The large parcel partly reflected Caterpillar's need to store its farming machinery, according to Joseph Drew, SVP of real estate at Tejon Ranch Co., which owns the 1,450-acre industrial development 60 miles north of Downtown Los Angeles. "Their equipment is pretty muscular and needs land for outside storage," he says.

Access was key to Caterpillar's decision to locate on the southern edge of Kern County, according to Steve Larson, a Caterpillar vice president. "With its excellent accessibility to major highways and airports, this location will ensure the rapid delivery of Cat parts to dealers and customers," he notes.

On a broader level, the deal reflected an improving market for industrial real estate in the region. "We think the cadence of these industrial opportunities is increasing a little bit," says Drew.

And he isn't the only one noticing an increase of industrial opportunities in Southern California. Although the region is a long way from pre-crisis levels of economic health, the improved employment picture along with what some industry sources are calling a "profound turnaround" in the industrial market are signs of a recovery.

From September through the end of 2011, approximately 86,000 non-farm jobs were created in California, while job growth for the nation as a whole was approximately 414,000. Housing prices appear to have mostly stabilized. Consumption and consumer confidence are improving. Those key indicators, among others, according to industrial expert Rob Neal, are proof of an industrial market that is rebounding, with the bottom of the market left behind.

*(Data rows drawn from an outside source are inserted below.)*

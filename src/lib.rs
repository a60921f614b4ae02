//! Physio Emotion Agent - emotional state estimation from physiological sensors.
//!
//! This library samples skin temperature, ECG and galvanic skin response
//! through an ADC, averages them over windows, classifies each window into
//! one of six emotional states with a pre-trained model, and hands the result
//! (with a short suggestion) to a result sink.
//!
//! # Architecture
//!
//! ```text
//! ┌─────────────────────────────────────────────────────────────┐
//! │                    Physio Emotion Agent                      │
//! ├─────────────────────────────────────────────────────────────┤
//! │  ┌─────────────┐   ┌─────────────┐   ┌─────────────┐       │
//! │  │   Sensor    │──▶│  Windowing  │──▶│ Classifier  │       │
//! │  │ (IIO/replay)│   │  (average)  │   │(scale+model)│       │
//! │  └─────────────┘   └─────────────┘   └─────────────┘       │
//! │         │                                    │              │
//! │         ▼                                    ▼              │
//! │  ┌─────────────┐                     ┌─────────────┐       │
//! │  │   Audit     │                     │   Result    │       │
//! │  │    Log      │                     │    Sink     │       │
//! │  └─────────────┘                     └─────────────┘       │
//! └─────────────────────────────────────────────────────────────┘
//! ```
//!
//! # Example
//!
//! ```no_run
//! use physio_emotion_agent::{
//!     ClassifierAdapter, ReplaySource, ResultPublisher, SessionConfig, SessionLoop,
//!     ShutdownSignal,
//! };
//!
//! let classifier = ClassifierAdapter::load("scaler.json", "final_emotion_model.json")
//!     .expect("artifacts present");
//! let source = ReplaySource::from_file("recording.json").expect("readable recording");
//! let mut publisher = ResultPublisher::log_only();
//!
//! let mut session = SessionLoop::new(
//!     source,
//!     &classifier,
//!     &mut publisher,
//!     ShutdownSignal::new(),
//!     SessionConfig::default(),
//! );
//! let report = session.run().expect("session completes");
//! println!("{} windows classified", report.records.len());
//! ```

pub mod audit;
pub mod capture;
pub mod classifier;
pub mod config;
pub mod core;
pub mod sensor;
pub mod shutdown;
pub mod sink;

// Re-export key types at crate root for convenience
pub use audit::{AuditLog, AuditStats, SharedAuditLog};
pub use capture::{CapturePlan, CaptureReport, DatasetCapture};
pub use classifier::{ClassifierAdapter, ClassifierError, ModelArtifact, StandardScaler};
pub use config::{Config, SensorBackend, SinkBackend};
pub use core::{
    AveragedTriple, CompositeOutput, EmissionMode, EmotionLabel, FeatureVector, ResultRecord,
    SessionConfig, SessionError, SessionLoop, SessionOutcome, SessionReport, WindowAverager,
};
pub use sensor::{Reading, ReplaySource, SensorError, SensorReader, SensorSource};
pub use shutdown::ShutdownSignal;
pub use sink::{JsonlSink, LogSink, ResultPublisher, ResultSink, SinkError};

#[cfg(feature = "cloud")]
pub use sink::CloudSink;

/// Library version.
pub const VERSION: &str = env!("CARGO_PKG_VERSION");
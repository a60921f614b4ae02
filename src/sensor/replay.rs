//! Replay of recorded channel voltages.
//!
//! Used for dry runs without hardware and for driving the pipeline in tests.
//! A frame is consumed channel by channel; asking for a channel that was
//! already read from the current frame advances to the next frame.

use crate::sensor::types::{Channel, SensorError, SensorSource};
use serde::{Deserialize, Serialize};
use std::path::Path;

/// One recorded sample, in volts.
#[derive(Debug, Clone, Copy, PartialEq, Serialize, Deserialize)]
pub struct VoltageFrame {
    pub temperature: f64,
    pub ecg: f64,
    pub gsr: f64,
}

impl VoltageFrame {
    pub fn new(temperature: f64, ecg: f64, gsr: f64) -> Self {
        Self {
            temperature,
            ecg,
            gsr,
        }
    }

    fn get(&self, channel: Channel) -> f64 {
        match channel {
            Channel::Temperature => self.temperature,
            Channel::Ecg => self.ecg,
            Channel::Gsr => self.gsr,
        }
    }
}

/// Sensor source backed by a list of recorded frames.
#[derive(Debug, Clone)]
pub struct ReplaySource {
    frames: Vec<VoltageFrame>,
    cursor: usize,
    consumed: [bool; 3],
    looping: bool,
}

impl ReplaySource {
    pub fn new(frames: Vec<VoltageFrame>) -> Self {
        Self {
            frames,
            cursor: 0,
            consumed: [false; 3],
            looping: false,
        }
    }

    /// Load frames from a JSON array of `{temperature, ecg, gsr}` objects.
    pub fn from_file(path: impl AsRef<Path>) -> Result<Self, SensorError> {
        let path = path.as_ref();
        let content = std::fs::read_to_string(path).map_err(|e| {
            SensorError::io(Channel::Temperature, format!("{}: {e}", path.display()))
        })?;
        let frames: Vec<VoltageFrame> = serde_json::from_str(&content).map_err(|e| {
            SensorError::io(Channel::Temperature, format!("{}: {e}", path.display()))
        })?;
        Ok(Self::new(frames))
    }

    /// Restart from the first frame instead of failing when exhausted.
    pub fn looping(mut self, looping: bool) -> Self {
        self.looping = looping;
        self
    }
}

impl SensorSource for ReplaySource {
    fn read_voltage(&mut self, channel: Channel) -> Result<f64, SensorError> {
        if self.consumed[channel.index()] {
            self.cursor += 1;
            self.consumed = [false; 3];
        }

        if self.cursor >= self.frames.len() {
            if self.looping && !self.frames.is_empty() {
                self.cursor = 0;
            } else {
                return Err(SensorError::Exhausted { channel });
            }
        }

        self.consumed[channel.index()] = true;
        Ok(self.frames[self.cursor].get(channel))
    }
}

#[cfg(test)]
mod tests {
    use super::*;

    #[test]
    fn test_frames_advance_per_reading() {
        let mut source = ReplaySource::new(vec![
            VoltageFrame::new(0.20, 0.5, 0.3),
            VoltageFrame::new(0.22, 0.6, 0.4),
        ]);

        for expected in [0.5, 0.6] {
            source.read_voltage(Channel::Temperature).unwrap();
            assert_eq!(source.read_voltage(Channel::Ecg).unwrap(), expected);
            source.read_voltage(Channel::Gsr).unwrap();
        }

        assert_eq!(
            source.read_voltage(Channel::Temperature),
            Err(SensorError::Exhausted {
                channel: Channel::Temperature
            })
        );
    }

    #[test]
    fn test_looping_replay() {
        let mut source = ReplaySource::new(vec![VoltageFrame::new(0.3, 1.0, 2.0)]).looping(true);
        for _ in 0..3 {
            assert_eq!(source.read_voltage(Channel::Gsr).unwrap(), 2.0);
        }
    }

    #[test]
    fn test_load_from_file() {
        let path = std::env::temp_dir().join(format!("physio-replay-{}.json", std::process::id()));
        std::fs::write(
            &path,
            r#"[{"temperature": 0.25, "ecg": 1.1, "gsr": 0.7}]"#,
        )
        .unwrap();

        let mut source = ReplaySource::from_file(&path).unwrap();
        assert_eq!(source.read_voltage(Channel::Temperature).unwrap(), 0.25);

        let _ = std::fs::remove_file(&path);
    }
}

"The vacant properties in our portfolio generated significantly more interest in the month of December than in the summer of 2011," states Neal, a managing partner of Hager Pacific Properties. For example, a 65,000-square-foot renovated warehouse at 1906 Dominguez St. in Carson had been vacant since renovation completed in August. After an initial flurry of interest, it was slow in the late summer and throughout the fall. However, Neal says, in late November and the three weeks before the holidays, "we had several tours, two offers to purchase and one resurrected offer to lease."

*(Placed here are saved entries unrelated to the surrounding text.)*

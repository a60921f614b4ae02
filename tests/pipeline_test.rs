//! End-to-end tests for the sampling, classification and publishing pipeline.
//!
//! Every test runs against replayed or scripted voltages; no hardware or
//! network is touched.

use physio_emotion_agent::audit::create_shared_log;
use physio_emotion_agent::classifier::{ClassifierAdapter, ClassifierError, StandardScaler};
use physio_emotion_agent::core::{
    EmissionMode, EmotionLabel, ResultRecord, SessionConfig, SessionError, SessionLoop,
    SessionOutcome,
};
use physio_emotion_agent::sensor::{
    Channel, ReplaySource, RetryingSource, SensorError, SensorSource, VoltageFrame,
};
use physio_emotion_agent::shutdown::ShutdownSignal;
use physio_emotion_agent::sink::{
    Credentials, Identity, JsonlSink, ResultPublisher, ResultSink, SinkError,
};
use physio_emotion_agent::ModelArtifact;
use std::path::PathBuf;
use std::sync::atomic::{AtomicUsize, Ordering};
use std::sync::Arc;
use std::time::Duration;

const SCALER_JSON: &str = r#"{
    "feature_names": ["Temperature", "ECG", "GSR"],
    "mean": [0.0, 0.0, 0.0],
    "scale": [1.0, 1.0, 1.0]
}"#;

const MODEL_JSON: &str = r#"{
    "kind": "nearest_centroid",
    "classes": [0, 3],
    "centroids": [[21.0, 0.55, 0.35], [36.0, 1.5, 0.9]]
}"#;

fn test_dir(name: &str) -> PathBuf {
    let dir = std::env::temp_dir().join(format!("physio-pipeline-{}-{name}", std::process::id()));
    std::fs::create_dir_all(&dir).unwrap();
    dir
}

fn load_classifier(name: &str) -> ClassifierAdapter {
    let dir = test_dir(name);
    std::fs::write(dir.join("scaler.json"), SCALER_JSON).unwrap();
    std::fs::write(dir.join("final_emotion_model.json"), MODEL_JSON).unwrap();
    ClassifierAdapter::load(dir.join("scaler.json"), dir.join("final_emotion_model.json")).unwrap()
}

fn config(mode: EmissionMode, sample_limit: Option<u64>) -> SessionConfig {
    SessionConfig {
        poll_interval: Duration::ZERO,
        session_duration: None,
        sample_limit,
        mode,
        echo: false,
        timezone: chrono_tz::Tz::UTC,
    }
}

fn two_frame_replay() -> ReplaySource {
    ReplaySource::new(vec![
        VoltageFrame::new(0.20, 0.5, 0.3),
        VoltageFrame::new(0.22, 0.6, 0.4),
    ])
}

/// Constant voltages; triggers shutdown once `cancel_after` readings are taken.
struct ScriptedSource {
    shutdown: ShutdownSignal,
    cancel_after: usize,
    fail_at: Option<usize>,
    readings: usize,
}

impl ScriptedSource {
    fn cancelling(shutdown: ShutdownSignal, cancel_after: usize) -> Self {
        Self {
            shutdown,
            cancel_after,
            fail_at: None,
            readings: 0,
        }
    }
}

impl SensorSource for ScriptedSource {
    fn read_voltage(&mut self, channel: Channel) -> Result<f64, SensorError> {
        if channel == Channel::Temperature {
            self.readings += 1;
            if Some(self.readings) == self.fail_at {
                return Err(SensorError::io(channel, "i2c bus error"));
            }
        }
        if channel == Channel::Gsr && self.readings == self.cancel_after {
            self.shutdown.trigger();
        }
        Ok(match channel {
            Channel::Temperature => 0.25,
            Channel::Ecg => 0.5,
            Channel::Gsr => 0.3,
        })
    }
}

struct CountingSink {
    accept_auth: bool,
    puts: Arc<AtomicUsize>,
}

impl ResultSink for CountingSink {
    fn name(&self) -> &str {
        "counting"
    }

    fn authenticate(&mut self, _: Option<&Credentials>) -> Result<Identity, SinkError> {
        if self.accept_auth {
            Ok(Identity::new("uid-42"))
        } else {
            Err(SinkError::Auth("INVALID_PASSWORD".to_string()))
        }
    }

    fn put(&mut self, _: &ResultRecord, _: &Identity) -> Result<(), SinkError> {
        self.puts.fetch_add(1, Ordering::SeqCst);
        Ok(())
    }
}

/// Rejects the first `put` with a storage error, then accepts the rest.
struct FlakySink {
    puts: Arc<AtomicUsize>,
}

impl ResultSink for FlakySink {
    fn name(&self) -> &str {
        "flaky"
    }

    fn authenticate(&mut self, _: Option<&Credentials>) -> Result<Identity, SinkError> {
        Ok(Identity::new("uid-7"))
    }

    fn put(&mut self, _: &ResultRecord, _: &Identity) -> Result<(), SinkError> {
        if self.puts.fetch_add(1, Ordering::SeqCst) == 0 {
            return Err(SinkError::Io("disk full".to_string()));
        }
        Ok(())
    }
}

#[test]
fn test_end_to_end_happy_window() {
    let classifier = load_classifier("e2e");
    let store = test_dir("e2e").join("results.jsonl");
    let _ = std::fs::remove_file(&store);

    let mut publisher =
        ResultPublisher::connect(Box::new(JsonlSink::new(&store).with_user_id("uid-1")), None);
    let mut session = SessionLoop::new(
        two_frame_replay(),
        &classifier,
        &mut publisher,
        ShutdownSignal::new(),
        config(EmissionMode::Continuous { window_size: 2 }, Some(2)),
    );

    let report = session.run().unwrap();
    assert_eq!(report.outcome, SessionOutcome::Completed);
    assert_eq!(report.windows.len(), 1);

    let window = report.windows[0];
    assert!((window.temperature - 21.0).abs() < 1e-9);
    assert!((window.ecg - 0.55).abs() < 1e-9);
    assert!((window.gsr - 0.35).abs() < 1e-9);

    let record = &report.records[0];
    assert_eq!(record.emotion, EmotionLabel::Happy);
    assert_eq!(record.suggestion, "Keep enjoying the moment!");
    assert_eq!(record.owner_id.as_deref(), Some("uid-1"));
    assert_eq!(report.persisted, 1);

    let line = std::fs::read_to_string(&store).unwrap();
    let document: serde_json::Value = serde_json::from_str(line.trim()).unwrap();
    assert_eq!(document["userId"], "uid-1");
    assert_eq!(document["Output"]["Emotion"], "Happy");
    assert_eq!(document["Output"]["Suggestion"], "Keep enjoying the moment!");
    assert!(document["Timestamp"].is_string());
}

#[test]
fn test_missing_artifact_is_startup_fault() {
    let dir = test_dir("missing");
    std::fs::write(dir.join("scaler.json"), SCALER_JSON).unwrap();
    let _ = std::fs::remove_file(dir.join("absent_model.json"));

    let err = ClassifierAdapter::<ModelArtifact>::load(
        dir.join("scaler.json"),
        dir.join("absent_model.json"),
    )
    .unwrap_err();

    assert!(matches!(err, ClassifierError::ArtifactMissing(_)));
    assert!(err.is_startup_fault());
}

#[test]
fn test_cancelled_session_flushes_partial_window() {
    let classifier = ClassifierAdapter::new(
        StandardScaler::identity(),
        ModelArtifact::from_json(MODEL_JSON).unwrap(),
    );

    for k in 1..4 {
        let shutdown = ShutdownSignal::new();
        let mut publisher = ResultPublisher::log_only();
        let mut session = SessionLoop::new(
            ScriptedSource::cancelling(shutdown.clone(), k),
            &classifier,
            &mut publisher,
            shutdown,
            config(EmissionMode::Continuous { window_size: 10 }, None),
        );

        let report = session.run().unwrap();
        assert_eq!(report.outcome, SessionOutcome::Cancelled);
        assert_eq!(report.windows.len(), 1, "k = {k}");
        assert_eq!(report.windows[0].sample_count, k);
        assert!((report.windows[0].temperature - 25.0).abs() < 1e-9);
    }
}

#[test]
fn test_cancel_before_first_sample_emits_nothing() {
    let classifier = ClassifierAdapter::new(
        StandardScaler::identity(),
        ModelArtifact::from_json(MODEL_JSON).unwrap(),
    );
    let shutdown = ShutdownSignal::new();
    shutdown.trigger();

    let mut publisher = ResultPublisher::log_only();
    let mut session = SessionLoop::new(
        ScriptedSource::cancelling(shutdown.clone(), usize::MAX),
        &classifier,
        &mut publisher,
        shutdown,
        config(EmissionMode::SessionEnd, None),
    );

    let report = session.run().unwrap();
    assert_eq!(report.outcome, SessionOutcome::Cancelled);
    assert_eq!(report.samples, 0);
    assert!(report.records.is_empty());
}

#[test]
fn test_auth_failure_still_produces_records() {
    let classifier = load_classifier("degraded");
    let puts = Arc::new(AtomicUsize::new(0));
    let mut publisher = ResultPublisher::connect(
        Box::new(CountingSink {
            accept_auth: false,
            puts: puts.clone(),
        }),
        None,
    );
    assert!(!publisher.is_persisting());

    let mut session = SessionLoop::new(
        two_frame_replay(),
        &classifier,
        &mut publisher,
        ShutdownSignal::new(),
        config(EmissionMode::SessionEnd, Some(2)),
    );

    let report = session.run().unwrap();
    assert_eq!(report.records.len(), 1);
    assert_eq!(report.records[0].emotion, EmotionLabel::Happy);
    assert!(report.records[0].owner_id.is_none());
    assert_eq!(report.persisted, 0);
    assert_eq!(puts.load(Ordering::SeqCst), 0);
}

#[test]
fn test_sensor_fault_aborts_session() {
    let classifier = load_classifier("fault");
    let audit = create_shared_log();
    let shutdown = ShutdownSignal::new();
    let source = ScriptedSource {
        shutdown: shutdown.clone(),
        cancel_after: usize::MAX,
        fail_at: Some(3),
        readings: 0,
    };

    let puts = Arc::new(AtomicUsize::new(0));
    let mut publisher = ResultPublisher::connect(
        Box::new(CountingSink {
            accept_auth: true,
            puts: puts.clone(),
        }),
        None,
    );
    let mut session = SessionLoop::new(
        source,
        &classifier,
        &mut publisher,
        shutdown,
        config(EmissionMode::SessionEnd, None),
    )
    .with_audit(audit.clone());

    let err = session.run().unwrap_err();
    assert!(matches!(
        err,
        SessionError::Sensor(SensorError::Io {
            channel: Channel::Temperature,
            ..
        })
    ));
    // The two pending readings are abandoned, not classified.
    assert_eq!(puts.load(Ordering::SeqCst), 0);

    let stats = audit.stats();
    assert_eq!(stats.readings, 2);
    assert_eq!(stats.windows_emitted, 0);
    assert_eq!(stats.sessions_faulted, 1);
}

#[test]
fn test_retry_budget_absorbs_transient_faults() {
    let classifier = load_classifier("retry");
    let shutdown = ShutdownSignal::new();
    let source = ScriptedSource {
        shutdown: shutdown.clone(),
        cancel_after: usize::MAX,
        fail_at: Some(2),
        readings: 0,
    };

    let mut publisher = ResultPublisher::log_only();
    let mut session = SessionLoop::new(
        RetryingSource::new(source, 1),
        &classifier,
        &mut publisher,
        shutdown,
        config(EmissionMode::SessionEnd, Some(3)),
    );

    let report = session.run().unwrap();
    assert_eq!(report.outcome, SessionOutcome::Completed);
    assert_eq!(report.samples, 3);
    assert_eq!(report.windows[0].sample_count, 3);
}

#[test]
fn test_sink_fault_does_not_stop_session() {
    let classifier = load_classifier("sink-fault");
    let audit = create_shared_log();
    let puts = Arc::new(AtomicUsize::new(0));
    let mut publisher = ResultPublisher::connect(Box::new(FlakySink { puts: puts.clone() }), None)
        .with_audit(audit.clone());
    assert!(publisher.is_persisting());

    let mut session = SessionLoop::new(
        two_frame_replay().looping(true),
        &classifier,
        &mut publisher,
        ShutdownSignal::new(),
        config(EmissionMode::Continuous { window_size: 2 }, Some(6)),
    )
    .with_audit(audit.clone());

    let report = session.run().unwrap();
    assert_eq!(report.outcome, SessionOutcome::Completed);
    assert_eq!(report.windows.len(), 3);
    assert_eq!(report.records.len(), 3);

    // Every window after the rejected one is still offered to the sink.
    assert_eq!(puts.load(Ordering::SeqCst), 3);
    assert_eq!(report.dropped, 1);
    assert_eq!(report.persisted, 2);

    let stats = audit.stats();
    assert_eq!(stats.records_dropped, 1);
    assert_eq!(stats.records_persisted, 2);
}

Mid-sized buildings aren't the only ones making a comeback. The mega-box space— more than 500,000 square feet—in the Inland Empire was the first to rebound and remains the healthiest segment of the industrial real estate market in Southern California, says Neal. "The physical vacancy rate was relatively low even during the worst part of the economic crisis. Lease rates in this segment have increased approximately 25% in the last two years." In fact, there's a shortage of mega-box product and significant barriers to entry, he adds.

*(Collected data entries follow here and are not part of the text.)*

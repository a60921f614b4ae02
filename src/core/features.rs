//! The classifier feature vector.
//!
//! The scaler and model were fit on columns `[Temperature, ECG, GSR]`. Keeping
//! the vector as a named struct means callers can only build it field by
//! field; the positional form exists solely at the scaler boundary.

use crate::core::windowing::AveragedTriple;
use serde::{Deserialize, Serialize};

/// Column names in model order.
pub const FEATURE_NAMES: [&str; 3] = ["Temperature", "ECG", "GSR"];

/// Number of model input features.
pub const FEATURE_COUNT: usize = FEATURE_NAMES.len();

/// Averaged inputs for one classification.
#[derive(Debug, Clone, Copy, PartialEq, Serialize, Deserialize)]
pub struct FeatureVector {
    /// Average skin temperature in °C
    pub temperature: f64,
    /// Average ECG voltage
    pub ecg: f64,
    /// Average GSR voltage
    pub gsr: f64,
}

impl FeatureVector {
    pub fn new(temperature: f64, ecg: f64, gsr: f64) -> Self {
        Self {
            temperature,
            ecg,
            gsr,
        }
    }

    /// Values in [`FEATURE_NAMES`] order.
    pub fn to_array(&self) -> [f64; FEATURE_COUNT] {
        [self.temperature, self.ecg, self.gsr]
    }

    /// Whether every feature is a finite number.
    pub fn is_finite(&self) -> bool {
        self.to_array().iter().all(|v| v.is_finite())
    }
}

impl From<&AveragedTriple> for FeatureVector {
    fn from(triple: &AveragedTriple) -> Self {
        Self {
            temperature: triple.temperature,
            ecg: triple.ecg,
            gsr: triple.gsr,
        }
    }
}
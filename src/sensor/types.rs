//! Sensor channel and reading types.
//!
//! A [`Reading`] is one instantaneous sample of all three channels, already
//! converted to physical units by the [`SensorReader`](super::SensorReader).

use chrono::{DateTime, Utc};
use serde::{Deserialize, Serialize};
use std::time::Duration;

/// The three physiological channels wired to the ADC.
#[derive(Debug, Clone, Copy, PartialEq, Eq, Hash, Serialize, Deserialize)]
#[serde(rename_all = "lowercase")]
pub enum Channel {
    /// LM35-style skin temperature sensor (10 mV/°C)
    Temperature,
    /// AD8232 ECG front end
    Ecg,
    /// Galvanic skin response electrodes
    Gsr,
}

impl Channel {
    /// All channels in feature order.
    pub const ALL: [Channel; 3] = [Channel::Temperature, Channel::Ecg, Channel::Gsr];

    /// Position of this channel in feature order.
    pub fn index(self) -> usize {
        match self {
            Channel::Temperature => 0,
            Channel::Ecg => 1,
            Channel::Gsr => 2,
        }
    }

    pub fn as_str(self) -> &'static str {
        match self {
            Channel::Temperature => "temperature",
            Channel::Ecg => "ecg",
            Channel::Gsr => "gsr",
        }
    }
}

impl std::fmt::Display for Channel {
    fn fmt(&self, f: &mut std::fmt::Formatter<'_>) -> std::fmt::Result {
        f.write_str(self.as_str())
    }
}

/// Mapping from physiological channel to ADC input number.
#[derive(Debug, Clone, Copy, PartialEq, Eq, Serialize, Deserialize)]
pub struct ChannelMap {
    pub temperature: u8,
    pub ecg: u8,
    pub gsr: u8,
}

impl Default for ChannelMap {
    /// Wiring used by the reference board: ECG on A0, temperature on A1, GSR on A2.
    fn default() -> Self {
        Self {
            temperature: 1,
            ecg: 0,
            gsr: 2,
        }
    }
}

impl ChannelMap {
    pub fn input(&self, channel: Channel) -> u8 {
        match channel {
            Channel::Temperature => self.temperature,
            Channel::Ecg => self.ecg,
            Channel::Gsr => self.gsr,
        }
    }
}

/// One sample of all three channels.
#[derive(Debug, Clone, Copy, PartialEq, Serialize, Deserialize)]
pub struct Reading {
    /// Skin temperature in °C
    pub temperature: f64,
    /// ECG voltage in volts
    pub ecg: f64,
    /// GSR voltage in volts
    pub gsr: f64,
    /// When the sample was taken
    pub captured_at: DateTime<Utc>,
}

impl Reading {
    pub fn new(temperature: f64, ecg: f64, gsr: f64) -> Self {
        Self {
            temperature,
            ecg,
            gsr,
            captured_at: Utc::now(),
        }
    }
}

/// Errors raised while reading a channel.
#[derive(Debug, Clone, PartialEq)]
pub enum SensorError {
    /// The underlying device failed to produce a value
    Io { channel: Channel, message: String },
    /// A read did not complete within the configured bound
    Timeout { channel: Channel, after: Duration },
    /// A replayed recording has no more frames
    Exhausted { channel: Channel },
}

impl SensorError {
    pub fn io(channel: Channel, message: impl Into<String>) -> Self {
        SensorError::Io {
            channel,
            message: message.into(),
        }
    }

    /// The channel the failed read was addressed to.
    pub fn channel(&self) -> Channel {
        match self {
            SensorError::Io { channel, .. }
            | SensorError::Timeout { channel, .. }
            | SensorError::Exhausted { channel } => *channel,
        }
    }

    /// Whether repeating the same read may succeed.
    pub fn is_retryable(&self) -> bool {
        matches!(self, SensorError::Io { .. } | SensorError::Timeout { .. })
    }
}

impl std::fmt::Display for SensorError {
    fn fmt(&self, f: &mut std::fmt::Formatter<'_>) -> std::fmt::Result {
        match self {
            SensorError::Io { channel, message } => {
                write!(f, "Sensor fault on {channel} channel: {message}")
            }
            SensorError::Timeout { channel, after } => {
                write!(
                    f,
                    "Sensor timeout on {channel} channel after {}ms",
                    after.as_millis()
                )
            }
            SensorError::Exhausted { channel } => {
                write!(f, "Sensor fault on {channel} channel: recording exhausted")
            }
        }
    }
}

impl std::error::Error for SensorError {}

/// Capability that yields a raw voltage for a channel on demand.
pub trait SensorSource {
    /// Read the current voltage of `channel`, in volts.
    fn read_voltage(&mut self, channel: Channel) -> Result<f64, SensorError>;
}

impl<S: SensorSource + ?Sized> SensorSource for Box<S> {
    fn read_voltage(&mut self, channel: Channel) -> Result<f64, SensorError> {
        (**self).read_voltage(channel)
    }
}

Jones Lang LaSalle managing director Peter McWilliams expects the supply of new big-box product to grow, especially in the Inland Empire, but it may not meet demand in 2012. If that happens, he says, "there will be a spillover into the sub-400-,000-square-foot segment, which will see vacancy fall as large occupiers are forced to take up space in multiple properties."

It's a given that the current supply will not accommodate the demand, notes Newmark Knight Frank principal Wes Hunnicutt. "There are a handful of big box industrial buildings under construction in Southern California," he says. "However, land is scarce and we anticipate further development more east, or through the redevelopment of underutilized sites."

Rents have remained relatively flat in the Inland Empire over the past seven quarters despite healthy net absorption levels. But the supply/demand equation in this market has hit a tipping point that will drive rents upwards in coming quarters, predicts JLL's McWilliams. "This top-down rental recovery will be felt predominantly in properties greater than 300,000 square feet as abundant available stock will continue to weigh down rents in smaller properties," he says.

Bryan Shaffer, a VP in the Los Angeles office of George Smith Partners, points out that 2012 will see a clear demand not just for big-box space in general, but particularly for well-located, modern big-box space. "The older projects often slow down the logistic process," he observes, "so they are of interest only if other options in the market are limited." One particular issue he observed in one of the former projects he managed is that larger trucks could no longer make the turn into the rear driveway, therefore limiting access. "As trucks carry larger shipments, old projects just don't work as well."

He adds that these "outdated facilities" will likely see slow leasing activity in 2012. "In the next few years, larger ships will be able to cross the Panama Canal, so the ability to accept larger shipments at projects will be a key factor." Shaffer also believes that as consumer demand for retail goods remains positive, and as online retailers— like Amazon, for example—continue to expand, the need for mega-space will grow.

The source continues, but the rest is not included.